I wrote a blog post on my techniques, enjoy!
http://blog.kitchenpc.com/2011/07/06/chef-watson/
The New York Times faced this problem when they were parsing their recipe archive. They used an NLP technique called linear-chain condition random field (CRF). This blog post provides a good overview:
"Extracting Structured Data From Recipes Using Conditional Random Fields"
They open-sourced their code, but quickly abandoned it. I maintain the most up-to-date version of it and I wrote a bit about how I modernized it.
If you're looking for a ready-made solution, several companies offer ingredient parsing as a service:
Zestful (full disclosure: I'm the author)
Spoonacular
Edamam
I guess this is a few years out, but I was thinking of doing something similar myself and came across this, so thought I might have a stab at it in case it is useful to anyone else in f
Even though you say you want to parse free test, most recipes have a pretty standard format for their recipe lists: each ingredient is on a separate line, exact sentence structure is rarely all that important. The range of vocab is relatively small as well.

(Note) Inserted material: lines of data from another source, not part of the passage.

//! MongoDB adapter.
//!
//! The only module allowed to look at raw server error codes. Everything
//! it returns is already classified into the crate taxonomy, so the shard
//! lifecycle logic stays portable across any store offering equivalent
//! primitives.

use async_trait::async_trait;
use bson::oid::ObjectId;
use bson::{doc, Bson, Document};
use futures::TryStreamExt;
use mongodb::options::FindOptions;
use mongodb::Client;
use tracing::debug;

use crate::error::{Error, Result};
use crate::shard::{ShardSchema, TimeseriesInfo, TIME_FIELD};

use super::{
    CollectionInfo, LogStore, MemberStatus, RangeQuery, ReplicaSetSpec, ReplicaSetStatus,
    RoleSpec, UserSpec,
};

// Server error codes this adapter recognizes. Everything else propagates
// as Error::Store.
const NAMESPACE_EXISTS: i32 = 48;
const ROLE_ALREADY_EXISTS: i32 = 51002;
const USER_ALREADY_EXISTS: i32 = 51003;
const ALREADY_INITIALIZED: i32 = 23;
const INDEX_OPTIONS_CONFLICT: i32 = 85;
const INDEX_KEY_SPECS_CONFLICT: i32 = 86;
const UNAUTHORIZED: i32 = 13;
const AUTHENTICATION_FAILED: i32 = 18;
const NAMESPACE_NOT_FOUND: i32 = 26;
const NOT_YET_INITIALIZED: i32 = 94;
const HOST_UNREACHABLE: i32 = 6;
const HOST_NOT_FOUND: i32 = 7;
const NETWORK_TIMEOUT: i32 = 89;
const SOCKET_EXCEPTION: i32 = 9001;
const NOT_WRITABLE_PRIMARY: i32 = 10107;

pub struct MongoStore {
    client: Client,
}

impl MongoStore {
    pub async fn connect(uri: &str) -> Result<Self> {
        let client = Client::with_uri_str(uri)
            .await
            .map_err(|e| classify(e, "connect"))?;
        Ok(Self { client })
    }

    async fn admin_command(&self, command: Document, what: &str) -> Result<Document> {
        self.client
            .database("admin")
            .run_command(command, None)
            .await
            .map_err(|e| classify(e, what))
    }
}

#[async_trait]
impl LogStore for MongoStore {
    async fn create_timeseries(&self, db: &str, coll: &str, schema: &ShardSchema) -> Result<()> {
        let command = doc! {
            "create": coll,
            "timeseries": {
                "timeField": schema.time_field.as_str(),
                "metaField": schema.meta_field.as_str(),
                "granularity": schema.granularity.as_str(),
            },
            "expireAfterSeconds": schema.expire_after_secs as i64,
        };
        self.client
            .database(db)
            .run_command(command, None)
            .await
            .map(|_| ())
            .map_err(|e| classify(e, &format!("{db}.{coll}")))
    }

    async fn collection_info(&self, db: &str, coll: &str) -> Result<Option<CollectionInfo>> {
        let reply = self
            .client
            .database(db)
            .run_command(doc! { "listCollections": 1, "filter": { "name": coll } }, None)
            .await
            .map_err(|e| classify(e, &format!("{db}.{coll}")))?;

        let batch = reply
            .get_document("cursor")
            .and_then(|c| c.get_array("firstBatch"))
            .map_err(|e| Error::Store(format!("malformed listCollections reply: {e}")))?;

        let Some(Bson::Document(entry)) = batch.first() else {
            return Ok(None);
        };
        Ok(Some(parse_collection_entry(entry)?))
    }

    async fn create_index(&self, db: &str, coll: &str, keys: Document) -> Result<()> {
        let command = doc! {
            "createIndexes": coll,
            "indexes": [ { "key": keys.clone(), "name": index_name(&keys) } ],
        };
        debug!(db, coll, "ensuring secondary index");
        self.client
            .database(db)
            .run_command(command, None)
            .await
            .map(|_| ())
            .map_err(|e| classify(e, &format!("{db}.{coll}")))
    }

    async fn insert_one(&self, db: &str, coll: &str, doc: Document) -> Result<ObjectId> {
        // Inserting into an absent namespace would implicitly create a
        // plain collection and poison the day's shard; reject instead.
        self.require_collection(db, coll).await?;
        let result = self
            .client
            .database(db)
            .collection::<Document>(coll)
            .insert_one(doc, None)
            .await
            .map_err(|e| classify(e, &format!("{db}.{coll}")))?;
        object_id(result.inserted_id)
    }

    async fn insert_many(&self, db: &str, coll: &str, docs: Vec<Document>) -> Result<Vec<ObjectId>> {
        self.require_collection(db, coll).await?;
        let count = docs.len();
        let result = self
            .client
            .database(db)
            .collection::<Document>(coll)
            .insert_many(docs, None)
            .await
            .map_err(|e| classify(e, &format!("{db}.{coll}")))?;
        let mut ids = Vec::with_capacity(count);
        for i in 0..count {
            let id = result
                .inserted_ids
                .get(&i)
                .cloned()
                .ok_or_else(|| Error::Store(format!("missing inserted id at index {i}")))?;
            ids.push(object_id(id)?);
        }
        Ok(ids)
    }

    async fn find_range(&self, db: &str, coll: &str, query: &RangeQuery) -> Result<Vec<Document>> {
        self.require_collection(db, coll).await?;
        let mut filter = doc! {
            TIME_FIELD: {
                "$gte": bson::DateTime::from_chrono(query.start),
                "$lte": bson::DateTime::from_chrono(query.end),
            }
        };
        if let Some(level) = query.level {
            filter.insert("meta.level", level.as_str());
        }
        let options = FindOptions::builder()
            .sort(doc! { TIME_FIELD: -1 })
            .limit(query.limit)
            .build();
        let cursor = self
            .client
            .database(db)
            .collection::<Document>(coll)
            .find(filter, options)
            .await
            .map_err(|e| classify(e, &format!("{db}.{coll}")))?;
        cursor
            .try_collect()
            .await
            .map_err(|e| classify(e, &format!("{db}.{coll}")))
    }

    async fn database_names(&self) -> Result<Vec<String>> {
        self.client
            .list_database_names(None, None)
            .await
            .map_err(|e| classify(e, "listDatabases"))
    }

    async fn ensure_database(&self, db: &str, marker: Document) -> Result<()> {
        let init = self.client.database(db).collection::<Document>("_init");
        let existing = init
            .find_one(None, None)
            .await
            .map_err(|e| classify(e, &format!("{db}._init")))?;
        if existing.is_some() {
            return Ok(());
        }
        init.insert_one(marker, None)
            .await
            .map(|_| ())
            .map_err(|e| classify(e, &format!("{db}._init")))
    }

    async fn replica_set_status(&self) -> Result<ReplicaSetStatus> {
        let reply = self
            .admin_command(doc! { "replSetGetStatus": 1 }, "replSetGetStatus")
            .await?;
        let mut members = Vec::new();
        if let Ok(raw) = reply.get_array("members") {
            for entry in raw {
                if let Bson::Document(m) = entry {
                    members.push(MemberStatus {
                        name: m.get_str("name").unwrap_or_default().to_string(),
                        state: m.get_i32("state").unwrap_or(-1),
                    });
                }
            }
        }
        Ok(ReplicaSetStatus { members })
    }

    async fn initiate_replica_set(&self, spec: &ReplicaSetSpec) -> Result<()> {
        let members: Vec<Document> = spec
            .members
            .iter()
            .map(|m| doc! { "_id": m.id, "host": m.host.as_str(), "priority": m.priority })
            .collect();
        self.admin_command(
            doc! { "replSetInitiate": { "_id": spec.name.as_str(), "members": members } },
            "replSetInitiate",
        )
        .await
        .map(|_| ())
    }

    async fn create_user(&self, spec: &UserSpec) -> Result<()> {
        let roles: Vec<Document> = spec
            .roles
            .iter()
            .map(|r| doc! { "role": r.role.as_str(), "db": r.db.as_str() })
            .collect();
        self.admin_command(
            doc! { "createUser": spec.name.as_str(), "pwd": spec.password.as_str(), "roles": roles },
            "createUser",
        )
        .await
        .map(|_| ())
    }

    async fn create_role(&self, spec: &RoleSpec) -> Result<()> {
        self.admin_command(
            doc! { "createRole": spec.name.as_str(), "privileges": spec.privileges.clone(), "roles": [] },
            "createRole",
        )
        .await
        .map(|_| ())
    }

    async fn update_role(&self, spec: &RoleSpec) -> Result<()> {
        self.admin_command(
            doc! { "updateRole": spec.name.as_str(), "privileges": spec.privileges.clone(), "roles": [] },
            "updateRole",
        )
        .await
        .map(|_| ())
    }
}

impl MongoStore {
    async fn require_collection(&self, db: &str, coll: &str) -> Result<()> {
        match self.collection_info(db, coll).await? {
            Some(_) => Ok(()),
            None => Err(Error::NotFound(format!("shard {db}.{coll} does not exist"))),
        }
    }
}

fn parse_collection_entry(entry: &Document) -> Result<CollectionInfo> {
    let name = entry
        .get_str("name")
        .map_err(|e| Error::Store(format!("malformed collection entry: {e}")))?
        .to_string();
    let is_timeseries = entry.get_str("type").map(|t| t == "timeseries").unwrap_or(false);
    let timeseries = if is_timeseries {
        let ts = entry
            .get_document("options")
            .and_then(|o| o.get_document("timeseries"))
            .map_err(|e| Error::Store(format!("time-series collection without options: {e}")))?;
        Some(TimeseriesInfo {
            time_field: ts.get_str("timeField").unwrap_or_default().to_string(),
            meta_field: ts.get_str("metaField").unwrap_or_default().to_string(),
            granularity: ts.get_str("granularity").unwrap_or("seconds").to_string(),
        })
    } else {
        None
    };
    Ok(CollectionInfo { name, timeseries })
}

/// Default server-style index name, e.g. `meta.service_1_timestamp_-1`.
fn index_name(keys: &Document) -> String {
    keys.iter()
        .map(|(field, dir)| {
            let dir = match dir {
                Bson::Int32(v) => v.to_string(),
                Bson::Int64(v) => v.to_string(),
                other => other.to_string(),
            };
            format!("{field}_{dir}")
        })
        .collect::<Vec<_>>()
        .join("_")
}

fn object_id(id: Bson) -> Result<ObjectId> {
    id.as_object_id()
        .ok_or_else(|| Error::Store(format!("unexpected inserted id: {id}")))
}

/// Maps a driver error to the crate taxonomy. The single place where
/// numeric server codes are interpreted.
fn classify(err: mongodb::error::Error, what: &str) -> Error {
    use mongodb::error::{ErrorKind, WriteFailure};

    match *err.kind {
        ErrorKind::Command(ref c) => classify_code(c.code, &c.message, what),
        ErrorKind::Write(WriteFailure::WriteError(ref w)) => {
            classify_code(w.code, &w.message, what)
        }
        ErrorKind::Write(WriteFailure::WriteConcernError(ref w)) => {
            Error::Transient(format!("{what}: {}", w.message))
        }
        ErrorKind::BulkWrite(ref failure) => {
            if let Some(first) = failure.write_errors.as_ref().and_then(|v| v.first()) {
                classify_code(first.code, &first.message, what)
            } else {
                Error::Store(format!("{what}: bulk write failed"))
            }
        }
        ErrorKind::Authentication { ref message, .. } => {
            Error::PermissionDenied(format!("{what}: {message}"))
        }
        ErrorKind::Io(ref e) => Error::Transient(format!("{what}: {e}")),
        ErrorKind::ServerSelection { ref message, .. } => {
            Error::Transient(format!("{what}: {message}"))
        }
        ErrorKind::DnsResolve { ref message, .. } => {
            Error::Transient(format!("{what}: {message}"))
        }
        _ => Error::Store(format!("{what}: {err}")),
    }
}

fn classify_code(code: i32, message: &str, what: &str) -> Error {
    match code {
        NAMESPACE_EXISTS | ROLE_ALREADY_EXISTS | USER_ALREADY_EXISTS | ALREADY_INITIALIZED => {
            Error::Conflict(format!("{what}: {message}"))
        }
        INDEX_OPTIONS_CONFLICT | INDEX_KEY_SPECS_CONFLICT => Error::SchemaConflict {
            namespace: what.to_string(),
            reason: message.to_string(),
        },
        UNAUTHORIZED | AUTHENTICATION_FAILED => {
            Error::PermissionDenied(format!("{what}: {message}"))
        }
        NAMESPACE_NOT_FOUND | NOT_YET_INITIALIZED => {
            Error::NotFound(format!("{what}: {message}"))
        }
        HOST_UNREACHABLE | HOST_NOT_FOUND | NETWORK_TIMEOUT | SOCKET_EXCEPTION
        | NOT_WRITABLE_PRIMARY => Error::Transient(format!("{what}: {message}")),
        _ => Error::Store(format!("{what}: command failed (code {code}): {message}")),
    }
}

#[cfg(test)]
mod tests {
    use super::*;

    #[test]
    fn test_classify_code_conflicts() {
        assert!(matches!(
            classify_code(NAMESPACE_EXISTS, "ns exists", "a.b"),
            Error::Conflict(_)
        ));
        assert!(matches!(
            classify_code(USER_ALREADY_EXISTS, "user exists", "createUser"),
            Error::Conflict(_)
        ));
        assert!(matches!(
            classify_code(UNAUTHORIZED, "not authorized", "a.b"),
            Error::PermissionDenied(_)
        ));
        assert!(matches!(
            classify_code(NOT_YET_INITIALIZED, "no replset config", "replSetGetStatus"),
            Error::NotFound(_)
        ));
        assert!(matches!(
            classify_code(NETWORK_TIMEOUT, "timed out", "a.b"),
            Error::Transient(_)
        ));
        assert!(matches!(
            classify_code(12345, "mystery", "a.b"),
            Error::Store(_)
        ));
    }

    #[test]
    fn test_index_name() {
        let keys = ShardSchema::index_keys();
        assert_eq!(index_name(&keys), "meta.service_1_timestamp_-1");
    }

    #[test]
    fn test_parse_timeseries_entry() {
        let entry = doc! {
            "name": "svc-a_log_2025-03-09",
            "type": "timeseries",
            "options": {
                "timeseries": {
                    "timeField": "timestamp",
                    "metaField": "meta",
                    "granularity": "seconds",
                },
                "expireAfterSeconds": 2592000_i64,
            },
        };
        let info = parse_collection_entry(&entry).unwrap();
        let ts = info.timeseries.unwrap();
        assert_eq!(ts.time_field, "timestamp");
        assert_eq!(ts.meta_field, "meta");
        assert_eq!(ts.granularity, "seconds");
    }

    #[test]
    fn test_parse_plain_entry() {
        let entry = doc! { "name": "other", "type": "collection", "options": {} };
        let info = parse_collection_entry(&entry).unwrap();
        assert!(info.timeseries.is_none());
    }
}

One way might be to check each line for words which might be nouns and words/symbols which express quantities. I think WordNet may help with seeing if a word is likely to be a noun or not, but I've not used it before myself. Alternatively, you could use http://en.wikibooks.org/wiki/Cookbook:Ingredients as a word list, though again, I wouldn't know exactly how comprehensive it is.
The other part is to recognise quantities. These come in a few different forms, but few enough that you could probably create a list of keywords. In particular, make sure you have good error reporting. If the program can't fully parse a line, get it to report back to you what that line is, along with what it has/hasn't recognised so you can adjust your keyword lists accordingly.
Aaanyway, I'm not guaranteeing any of this will work (and it's almost certain not to be 100% reliable) but that's how I'd start to approach the problem
This is an incomplete answer, but you're looking at writing up a free-text parser, which as you know, is non-trivial :)
Some ways to cheat, using knowledge specific to cooking:
Construct lists of words for the "adjectives" and "verbs", and filter against them
measurement units form a closed set, using words and abbreviations like {L., c, cup, t, dash}
instructions -- cut, dice, cook, peel. Things that come after this are almost certain to be ingredients
Remember that you're mostly looking for nouns, and you can take a labeled list of non-nouns (from WordNet, for example) and filter against them.
If you're more ambitious, you can look in the NLTK Book at the chapter on parsers.
Good luck! This sounds like a mostly doable project!
Can you be more specific what your input is? If you just have input like this:
1 cup flour
2 lemon peels
1 cup packed brown sugar
It won't be too hard to parse it without using any NLP at all.